In your answer, print each of the records below exactly.

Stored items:
*** Block opens ***

use crossterm::event::{KeyCode, KeyEvent, KeyModifiers};

use super::{App, UiMode, ui_helpers};

impl App {
    pub(super) fn handle_key(&mut self, key: KeyEvent) -> bool {
        if key.modifiers.contains(KeyModifiers::CONTROL) && key.code == KeyCode::Char('c') {
            return true;
        }

        match self.ui_mode {
            UiMode::Alert(_) => {
                self.handle_alert_key(key);
                false
            }
            UiMode::CategoryModal => {
                self.handle_modal_key(key);
                false
            }
            UiMode::Main => self.handle_normal_key(key),
        }
    }

    fn handle_alert_key(&mut self, key: KeyEvent) {
        if matches!(key.code, KeyCode::Enter | KeyCode::Esc | KeyCode::Char(' ')) {
            self.dismiss_alert();
        }
    }

    fn handle_modal_key(&mut self, key: KeyEvent) {
        let total_rows = self.state.categories().len();

        match key.code {
            KeyCode::Esc => self.close_modal(),
            KeyCode::Up | KeyCode::Char('k') => {
                self.modal_index = ui_helpers::wrap_prev_index(self.modal_index, total_rows);
            }
            KeyCode::Down | KeyCode::Char('j') => {
                self.modal_index = ui_helpers::wrap_next_index(self.modal_index, total_rows);
            }
            KeyCode::Home => self.modal_index = 0,
            KeyCode::End => self.modal_index = total_rows.saturating_sub(1),
            KeyCode::Enter => {
                self.state.choose_category_by_index(self.modal_index);
                self.close_modal();
            }
            _ => {}
        }

        self.render_needed = true;
    }

    fn handle_normal_key(&mut self, key: KeyEvent) -> bool {
        let total = self.state.categories().len();

        match key.code {
            KeyCode::Char('q') => return true,
            KeyCode::Left | KeyCode::Char('h') => {
                if total > 0 {
                    let prev = match self.state.chosen_index() {
                        Some(current) => ui_helpers::wrap_prev_index(current, total),
                        None => total - 1,
                    };
                    self.state.choose_category_by_index(prev);
                }
            }
            KeyCode::Right | KeyCode::Char('l') => {
                if total > 0 {
                    let next = match self.state.chosen_index() {
                        Some(current) => ui_helpers::wrap_next_index(current, total),
                        None => 0,
                    };
                    self.state.choose_category_by_index(next);
                }
            }
            KeyCode::Tab | KeyCode::Char('c') => self.open_modal(),
            KeyCode::Enter | KeyCode::Char(' ') | KeyCode::Char('r') => self.randomize(),
            _ => {}
        }

        self.render_needed = true;
        false
    }
}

*** Block closes ***

Exercise solution:
use crossterm::event::{KeyCode, KeyEvent, KeyModifiers};

use super::{App, UiMode, ui_helpers};

impl App {
    pub(super) fn handle_key(&mut self, key: KeyEvent) -> bool {
        if key.modifiers.contains(KeyModifiers::CONTROL) && key.code == KeyCode::Char('c') {
            return true;
        }

        match self.ui_mode {
            UiMode::Alert(_) => {
                self.handle_alert_key(key);
                false
            }
            UiMode::CategoryModal => {
                self.handle_modal_key(key);
                false
            }
            UiMode::Main => self.handle_normal_key(key),
        }
    }

    fn handle_alert_key(&mut self, key: KeyEvent) {
        if matches!(key.code, KeyCode::Enter | KeyCode::Esc | KeyCode::Char(' ')) {
            self.dismiss_alert();
        }
    }

    fn handle_modal_key(&mut self, key: KeyEvent) {
        let total_rows = self.state.categories().len();

        match key.code {
            KeyCode::Esc => self.close_modal(),
            KeyCode::Up | KeyCode::Char('k') => {
                self.modal_index = ui_helpers::wrap_prev_index(self.modal_index, total_rows);
            }
            KeyCode::Down | KeyCode::Char('j') => {
                self.modal_index = ui_helpers::wrap_next_index(self.modal_index, total_rows);
            }
            KeyCode::Home => self.modal_index = 0,
            KeyCode::End => self.modal_index = total_rows.saturating_sub(1),
            KeyCode::Enter => {
                self.state.choose_category_by_index(self.modal_index);
                self.close_modal();
            }
            _ => {}
        }

        self.render_needed = true;
    }

    fn handle_normal_key(&mut self, key: KeyEvent) -> bool {
        let total = self.state.categories().len();

        match key.code {
            KeyCode::Char('q') => return true,
            KeyCode::Left | KeyCode::Char('h') => {
                if total > 0 {
                    let prev = match self.state.chosen_index() {
                        Some(current) => ui_helpers::wrap_prev_index(current, total),
                        None => total - 1,
                    };
                    self.state.choose_category_by_index(prev);
                }
            }
            KeyCode::Right | KeyCode::Char('l') => {
                if total > 0 {
                    let next = match self.state.chosen_index() {
                        Some(current) => ui_helpers::wrap_next_index(current, total),
                        None => 0,
                    };
                    self.state.choose_category_by_index(next);
                }
            }
            KeyCode::Tab | KeyCode::Char('c') => self.open_modal(),
            KeyCode::Enter | KeyCode::Char(' ') | KeyCode::Char('r') => self.randomize(),
            _ => {}
        }

        self.render_needed = true;
        false
    }
}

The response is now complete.